Thank in advance for your answer and time.
Stack Smashing Protection (SSP) is an improvement over StackGuard. SSP was first implemented in gcc 4.1.
I'd like to know, how to disabled Stack Guard on x86 Linux system?
Use -fno-stack-protector to disable the userland SSP.
The --disable-stackguard-randomization and --enable-stackguard-randomization are build options for glibc source code.
when I will able to enable/disable it, how can I set, which type of
canaries I want to use?
This is not configurable in gcc as far as I know. Since glibc 2.10, the stack canary is generated in a function called _dl_setup_stack_chk_guard. Here is some part of its code:
if (dl_random == NULL)
{
ret.bytes[sizeof (ret) - 1] = 255;
ret.bytes[sizeof (ret) - 2] = '\n';
}
else
{
memcpy (ret.bytes, dl_random, sizeof (ret));
ret.num &= ~(uintptr_t) 0xff;
}
dl_random holds the address of the auxiliary vector entry for AT_RANDOM, which is a 16-byte random value initialized by the kernel while creating the process. If you are running on a kernel or an emulator that doesn't initialize AT_RANDOM, the check dl_random == NULL would be true and the canary used is the terminator value with the first and second most significant bytes initialized to 255 and \n, respectively. All other bytes are zero. Usually AT_RANDOM is initialized by the kernel and so the least 7 significant bytes of AT_RANDOM are copied. The last byte of canary is set to zero.
So if you want to use a particular method to generate the canary, you can change this code and build you own glibc.
As an alternative method, #PeterCordes have suggested in the comments to write your canary value to memory location %%fs:0x28 (see the code below) at the top of the main function and restore the runtime-generated canary just before returning from main.
Now about SSP(ProPolice), I know, for random canary I have to compiled
with 'fstack-protector-all', but how about terminator, is it same as
in Stack Guard, by default?
All variants of the -fstack-protector option use SSP. These don't affect how the canary is generated.

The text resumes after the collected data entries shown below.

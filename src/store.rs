use crate::model::{day_key, Importance, Todo};
use chrono::NaiveDate;
use std::collections::HashMap;

/// Per-session cache of todos, keyed by day.
///
/// The backend is authoritative; this copy may be stale until the next fetch.
/// Order within a day follows backend response order.
#[derive(Debug, Clone, Default)]
pub struct TodoStore {
    days: HashMap<String, Vec<Todo>>,
}

impl TodoStore {
    pub fn new() -> Self {
        Self::default()
    }

    /// Full replace: drops every cached day and regroups `todos` by date.
    /// Used when a whole month window is (re)fetched.
    pub fn replace_all(&mut self, todos: Vec<Todo>) {
        self.days.clear();
        for todo in todos {
            self.days.entry(todo.day_key()).or_default().push(todo);
        }
    }

    /// Replace a single day's sequence, leaving the rest of the cache alone.
    pub fn replace_day(&mut self, day: NaiveDate, todos: Vec<Todo>) {
        if todos.is_empty() {
            self.days.remove(&day_key(day));
        } else {
            self.days.insert(day_key(day), todos);
        }
    }

    /// Append a freshly created todo to its day, keyed by the todo's own date.
    pub fn append(&mut self, todo: Todo) {
        self.days.entry(todo.day_key()).or_default().push(todo);
    }

    /// Apply a toggle result. Placement is derived from the *returned* todo's
    /// date, not the day the caller acted on, so a server-side re-date cannot
    /// leave the item filed under the wrong day.
    pub fn apply_toggled(&mut self, updated: Todo) {
        let key = updated.day_key();
        if let Some(list) = self.days.get_mut(&key) {
            if let Some(slot) = list.iter_mut().find(|t| t.id == updated.id) {
                *slot = updated;
                return;
            }
        }
        // Re-dated server-side: drop the stale copy wherever it was cached.
        for list in self.days.values_mut() {
            list.retain(|t| t.id != updated.id);
        }
        self.days.retain(|_, list| !list.is_empty());
        self.days.entry(key).or_default().push(updated);
    }

    /// Importance of `id` as cached under `day`. The lookup is deliberately
    /// not global: cycling importance only works for the selected day.
    pub fn importance_of(&self, day: NaiveDate, id: i64) -> Option<Importance> {
        self.days
            .get(&day_key(day))?
            .iter()
            .find(|t| t.id == id)
            .map(|t| t.importance)
    }

    /// Patch the cached copy after the backend accepted a new importance.
    pub fn patch_importance(&mut self, day: NaiveDate, id: i64, importance: Importance) -> bool {
        if let Some(list) = self.days.get_mut(&day_key(day)) {
            if let Some(todo) = list.iter_mut().find(|t| t.id == id) {
                todo.importance = importance;
                return true;
            }
        }
        false
    }

    pub fn remove(&mut self, day: NaiveDate, id: i64) {
        if let Some(list) = self.days.get_mut(&day_key(day)) {
            list.retain(|t| t.id != id);
            if list.is_empty() {
                self.days.remove(&day_key(day));
            }
        }
    }

    pub fn todos_for(&self, day: NaiveDate) -> &[Todo] {
        self.days.get(&day_key(day)).map(Vec::as_slice).unwrap_or(&[])
    }

    /// Whether the calendar should show a presence dot for `day`.
    pub fn has_todos(&self, day: NaiveDate) -> bool {
        !self.todos_for(day).is_empty()
    }

    /// Day-keys of every non-empty cached day.
    pub fn days_with_todos(&self) -> Vec<String> {
        self.days
            .iter()
            .filter(|(_, list)| !list.is_empty())
            .map(|(k, _)| k.clone())
            .collect()
    }

    pub fn clear(&mut self) {
        self.days.clear();
    }
}

#[cfg(test)]
mod tests {
    use super::*;

    fn d(s: &str) -> NaiveDate {
        NaiveDate::parse_from_str(s, "%Y-%m-%d").unwrap()
    }

    fn todo(id: i64, title: &str, date: &str) -> Todo {
        Todo {
            id,
            title: title.to_string(),
            description: String::new(),
            date: d(date),
            completed: false,
            priority: 0,
            importance: Importance::Low,
        }
    }

    #[test]
    fn test_replace_all_groups_by_day_and_drops_stale_days() {
        let mut store = TodoStore::new();
        store.replace_day(d("2024-02-28"), vec![todo(1, "Old", "2024-02-28")]);

        store.replace_all(vec![
            todo(2, "A", "2024-03-15"),
            todo(3, "B", "2024-03-15"),
            todo(4, "C", "2024-03-20"),
        ]);

        assert_eq!(store.todos_for(d("2024-03-15")).len(), 2);
        assert_eq!(store.todos_for(d("2024-03-20")).len(), 1);
        // Day outside the new window is gone, not merged.
        assert!(!store.has_todos(d("2024-02-28")));
    }

    #[test]
    fn test_presence_dot_follows_cache_content() {
        let mut store = TodoStore::new();
        assert!(!store.has_todos(d("2024-03-15")));

        store.append(todo(1, "Buy milk", "2024-03-15"));
        assert!(store.has_todos(d("2024-03-15")));

        store.remove(d("2024-03-15"), 1);
        assert!(!store.has_todos(d("2024-03-15")));
    }

    #[test]
    fn test_apply_toggled_replaces_in_place() {
        let mut store = TodoStore::new();
        store.append(todo(1, "A", "2024-03-15"));
        store.append(todo(2, "B", "2024-03-15"));

        let mut updated = todo(1, "A", "2024-03-15");
        updated.completed = true;
        store.apply_toggled(updated);

        let list = store.todos_for(d("2024-03-15"));
        assert_eq!(list.len(), 2);
        assert!(list[0].completed);
        assert!(!list[1].completed);
    }

    #[test]
    fn test_apply_toggled_relocates_redated_todo() {
        let mut store = TodoStore::new();
        store.append(todo(1, "A", "2024-03-15"));

        let mut updated = todo(1, "A", "2024-03-16");
        updated.completed = true;
        store.apply_toggled(updated);

        assert!(!store.has_todos(d("2024-03-15")));
        assert_eq!(store.todos_for(d("2024-03-16"))[0].id, 1);
    }

    #[test]
    fn test_importance_lookup_is_per_day_not_global() {
        let mut store = TodoStore::new();
        store.append(todo(1, "Elsewhere", "2024-03-10"));

        // The todo exists, but not under the queried day.
        assert_eq!(store.importance_of(d("2024-03-15"), 1), None);
        assert_eq!(store.importance_of(d("2024-03-10"), 1), Some(Importance::Low));
    }

    #[test]
    fn test_patch_importance_touches_only_the_target() {
        let mut store = TodoStore::new();
        store.append(todo(1, "low one", "2024-03-15"));
        let mut high = todo(2, "high one", "2024-03-15");
        high.importance = Importance::High;
        store.append(high);

        assert!(store.patch_importance(d("2024-03-15"), 1, Importance::Middle));

        let list = store.todos_for(d("2024-03-15"));
        assert_eq!(list[0].importance, Importance::Middle);
        assert_eq!(list[1].importance, Importance::High);
    }

    #[test]
    fn test_replace_day_with_empty_clears_entry() {
        let mut store = TodoStore::new();
        store.append(todo(1, "A", "2024-03-15"));
        store.replace_day(d("2024-03-15"), vec![]);
        assert!(!store.has_todos(d("2024-03-15")));
        assert!(store.days_with_todos().is_empty());
    }
}
pub mod action;
pub mod handlers;
pub mod state;
pub mod view;

use crate::client::TodoClient;
use crate::config::Config;
use crate::session::{AddOutcome, TodoSession};

use action::{Action, AppEvent};
use state::AppState;
use view::draw;

use anyhow::Result;
use chrono::{Local, NaiveDate};
use crossterm::{
    event::{self, DisableMouseCapture, EnableMouseCapture, Event, MouseEventKind},
    execute,
    terminal::{EnterAlternateScreen, LeaveAlternateScreen, disable_raw_mode, enable_raw_mode},
};
use ratatui::{Terminal, backend::CrosstermBackend};
use std::{env, io, time::Duration, time::Instant};
use tokio::sync::mpsc;

pub async fn run() -> Result<()> {
    let args: Vec<String> = env::args().collect();
    if args.len() > 1 && (args[1] == "--help" || args[1] == "-h") {
        println!("Usage: taskmate [OPTIONS]");
        println!();
        println!("Configuration is read from:");
        println!(
            "  {}",
            Config::get_path_string().unwrap_or_else(|_| "[unknown]".to_string())
        );
        return Ok(());
    }

    let default_hook = std::panic::take_hook();
    std::panic::set_hook(Box::new(move |info| {
        use std::io::Write;
        if let Ok(mut file) = std::fs::OpenOptions::new()
            .create(true)
            .append(true)
            .open("taskmate_panic.log")
        {
            let _ = writeln!(file, "PANIC: {:?}", info);
        }
        default_hook(info);
    }));

    // Missing config is fine; every field has a usable default.
    let config = Config::load().unwrap_or_default();
    let today = Local::now().date_naive();

    // --- TERMINAL SETUP ---
    enable_raw_mode()?;
    let mut stdout = io::stdout();
    execute!(stdout, EnterAlternateScreen, EnableMouseCapture)?;
    let backend = CrosstermBackend::new(stdout);
    let mut terminal = Terminal::new(backend)?;

    let mut app_state = AppState::new(today, config.theme);

    let (action_tx, mut action_rx) = mpsc::channel(10);
    let (event_tx, mut event_rx) = mpsc::channel(10);

    // --- NETWORK WORKER ---
    // Owns the session. The UI only ever sees snapshots carried by AppEvents.
    let base_url = config.base_url.clone();
    tokio::spawn(async move {
        let mut session = TodoSession::new(TodoClient::new(&base_url));

        let _ = event_tx
            .send(AppEvent::Status("Loading...".to_string()))
            .await;
        refresh_month(&mut session, &event_tx, today, today).await;

        while let Some(action) = action_rx.recv().await {
            match action {
                Action::Quit => break,

                Action::LoadMonth { anchor, selected } => {
                    refresh_month(&mut session, &event_tx, anchor, selected).await;
                }

                Action::LoadDay(day) => {
                    match session.refresh_day(day).await {
                        Ok(()) => send_day(&session, &event_tx, day).await,
                        Err(e) => {
                            log::error!("day refresh failed: {}", e);
                            let _ = event_tx.send(AppEvent::Error(e.to_string())).await;
                        }
                    }
                    send_dots(&session, &event_tx).await;
                }

                Action::Add { day, title } => match session.add(day, &title).await {
                    Ok(AddOutcome::Added(_)) => {
                        let _ = event_tx.send(AppEvent::Status("Added.".to_string())).await;
                        send_day(&session, &event_tx, day).await;
                        send_dots(&session, &event_tx).await;
                    }
                    Ok(AddOutcome::EmptyTitle) => {
                        // The UI rejects blank titles before sending; kept as
                        // a second line of defense.
                        let _ = event_tx
                            .send(AppEvent::Status("Title cannot be empty.".to_string()))
                            .await;
                    }
                    Ok(AddOutcome::TitleTooLong) => {
                        let _ = event_tx
                            .send(AppEvent::Status(format!(
                                "Title is limited to {} characters.",
                                crate::session::MAX_TITLE_LEN
                            )))
                            .await;
                    }
                    Err(e) => {
                        log::error!("add failed: {}", e);
                        let _ = event_tx.send(AppEvent::Error(e.to_string())).await;
                    }
                },

                Action::Delete { id, day } => match session.delete(id, day).await {
                    Ok(()) => {
                        let _ = event_tx
                            .send(AppEvent::Status("Deleted.".to_string()))
                            .await;
                        send_day(&session, &event_tx, day).await;
                        send_dots(&session, &event_tx).await;
                    }
                    Err(e) => {
                        log::error!("delete failed: {}", e);
                        let _ = event_tx.send(AppEvent::Error(e.to_string())).await;
                    }
                },

                Action::Toggle { id, day } => match session.toggle_completed(id).await {
                    Ok(_) => {
                        let _ = event_tx.send(AppEvent::Status("Saved.".to_string())).await;
                        send_day(&session, &event_tx, day).await;
                        send_dots(&session, &event_tx).await;
                    }
                    Err(e) => {
                        log::error!("toggle failed: {}", e);
                        let _ = event_tx.send(AppEvent::Error(e.to_string())).await;
                    }
                },

                Action::CycleImportance { id, day } => {
                    match session.cycle_importance(id, day).await {
                        Ok(Some(next)) => {
                            let _ = event_tx
                                .send(AppEvent::Status(format!("Importance: {}", next.as_str())))
                                .await;
                            send_day(&session, &event_tx, day).await;
                        }
                        Ok(None) => {
                            let _ = event_tx
                                .send(AppEvent::Status("Nothing to cycle.".to_string()))
                                .await;
                        }
                        Err(e) => {
                            log::error!("importance cycle failed: {}", e);
                            let _ = event_tx.send(AppEvent::Error(e.to_string())).await;
                        }
                    }
                }
            }
        }
    });

    // --- UI LOOP ---
    loop {
        terminal.draw(|f| draw(f, &mut app_state))?;

        if let Ok(event) = event_rx.try_recv() {
            app_state.apply_event(event);
        }

        if crossterm::event::poll(Duration::from_millis(50))? {
            match event::read()? {
                Event::Mouse(mouse) => match mouse.kind {
                    MouseEventKind::ScrollDown => app_state.next_todo(),
                    MouseEventKind::ScrollUp => app_state.previous_todo(),
                    _ => {}
                },
                Event::Key(key) => {
                    if let Some(action) = handlers::handle_key(&mut app_state, key, Instant::now())
                    {
                        let quitting = matches!(action, Action::Quit);
                        app_state.loading = !quitting;
                        let _ = action_tx.send(action).await;
                        if quitting {
                            break;
                        }
                    }
                }
                _ => {}
            }
        }
    }

    disable_raw_mode()?;
    execute!(
        terminal.backend_mut(),
        LeaveAlternateScreen,
        DisableMouseCapture
    )?;
    terminal.show_cursor()?;

    Ok(())
}

async fn refresh_month(
    session: &mut TodoSession,
    event_tx: &mpsc::Sender<AppEvent>,
    anchor: NaiveDate,
    selected: NaiveDate,
) {
    match session.refresh_month(anchor).await {
        Ok(()) => {
            let _ = event_tx.send(AppEvent::Status("Ready.".to_string())).await;
            send_day(session, event_tx, selected).await;
            send_dots(session, event_tx).await;
        }
        Err(e) => {
            log::error!("month refresh failed: {}", e);
            let _ = event_tx.send(AppEvent::Error(e.to_string())).await;
        }
    }
}

async fn send_day(session: &TodoSession, event_tx: &mpsc::Sender<AppEvent>, day: NaiveDate) {
    let todos = session.store().todos_for(day).to_vec();
    let _ = event_tx.send(AppEvent::DayLoaded { day, todos }).await;
}

async fn send_dots(session: &TodoSession, event_tx: &mpsc::Sender<AppEvent>) {
    let days = session.store().days_with_todos().into_iter().collect();
    let _ = event_tx.send(AppEvent::DotDays(days)).await;
}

Last one, if anyone of you, can tell me, where I can find random
canary in memory.
The canary is generated dynamically early at process startup; you can't use readelf to get the canary. According to this article, you can use the following code to get the canary when compiling for i386:
int read_canary()
{
int val = 0;
__asm__("movl %%gs:0x14, %0;"
: "=r"(val)
:
:);
return val;
}
and for x86_64:
long read_canary()
{
long val = 0;
__asm__("movq %%fs:0x28, %0;"
: "=r"(val)
:
:);
return val;
}
Related
I have a process where one .o file is built without any .eh_frame or .debug_frame section (via an assembler) but with other types of debug info such as .debug_info. Apparently this triggers gdb to stop using frame-pointer (rbp) based unwinding for any functions from that object, and it produces invalid backtraces (it isn't clear how it is trying to unwind the stack at all).
Now the functions in this binary set up the stack frame properly (i.e., rbp points to correctly to the base of the frame) and if GDB were just to use that to unwind, everything would be great. Is there some way I can tell it to ignore the dwarf2 info and use frame-pointer based unwinding?
if gcc were just to use that to unwind, everything would be great.
You mean GDB.
I use the following routine in my ~/.gdbinit to unwind $rbp frame chain:
define xbt
set $xbp = (void **)$arg0
while 1
x/2a $xbp
set $xbp = (void **)$xbp[0]
end
end
Call it with the initial base pointer address you want to start from, e.g., xbt $rbp to use the current base pointer.
This isn't as good as allowing GDB to do it (no access to parameters or locals), but it does get at least the call trace.
For making GDB to ignore existing DWARF unwind info, you'll have to patch it out and build your own GDB.
P.S. Using --strip-dwo will not help.
Update:
why stripping isn't feasible?
Well, --strip-dwo only strips .dwo sections, and that's not where unwind info is (it's in .eh_frame and .debug_frame sections).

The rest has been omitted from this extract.